When forensic professionals across the country think of competency restoration, Indiana often comes to mind. That is because of a famous 1972 U.S. Supreme Court case, Jackson v. Indiana. Theon Jackson was an intellectually disabled, deaf, mute man charged with stealing $9 worth of property. Although there was little chance that he would ever be competent to stand trial, he was committed to the Indiana Division of Mental Health until he was “sane.” Mr. Jackson’s attorneys appealed, arguing that this amounted to a life sentence without his ever having been convicted of a crime. The U.S. Supreme Court agreed that this was not right and said that an incompetent defendant “cannot be held more than a reasonable period of time necessary to determine if there is a substantial probability that he will attain competency in the foreseeable future.”

This case set a national standard that individuals cannot be hospitalized indefinitely just because they are not competent to stand trial, and states throughout the nation changed their laws to comply with this decision. Since this decision, now nearly 50 years ago, states continue to try to better understand how to restore individuals to competence.

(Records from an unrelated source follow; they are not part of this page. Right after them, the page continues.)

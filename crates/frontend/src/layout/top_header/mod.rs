//! TopHeader component - application top navigation bar.
//!
//! Contains the sidebar toggle and the site title taken from the
//! site-settings context once it has loaded.

use crate::layout::global_context::AppGlobalContext;
use crate::shared::icons::icon;
use crate::system::site_settings::context::use_site_settings;
use leptos::prelude::*;

#[component]
pub fn TopHeader() -> impl IntoView {
    let ctx =
        leptos::context::use_context::<AppGlobalContext>().expect("AppGlobalContext not found");
    let settings = use_site_settings();

    let toggle_sidebar = move |_| {
        ctx.toggle_left();
    };

    let is_sidebar_visible = move || ctx.left_open.get();

    let title = move || {
        settings
            .settings
            .get()
            .map(|s| s.site_title)
            .filter(|t| !t.is_empty())
            .unwrap_or_else(|| "Knowledge Hub".to_string())
    };

    view! {
        <div class="top-header">
            <div class="top-header__brand">
                <button
                    class="top-header__icon-btn"
                    on:click=toggle_sidebar
                    title=move || if is_sidebar_visible() { "Hide navigation" } else { "Show navigation" }
                >
                    {icon("menu")}
                </button>
                <span class="top-header__title">{title}</span>
            </div>
        </div>
    }
}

Because this case was from Indiana, it is fitting that research at Logansport State Hospital has helped this understanding. Logansport State Hospital is known throughout the Midwest, and research at LSH is known nationally. By performing excellent patient care, the staff at LSH continue to both help our patients and help others around the country understand more about how to help patients gain competence.

Living with mental illness is difficult. It is even more difficult to deal both with mental illness and legal charges. While we still do not have all the answers for how to best treat every individual with these difficulties, we are always working toward helping each of our patients work toward recovery and meaningful lives beyond hospitals and the legal system.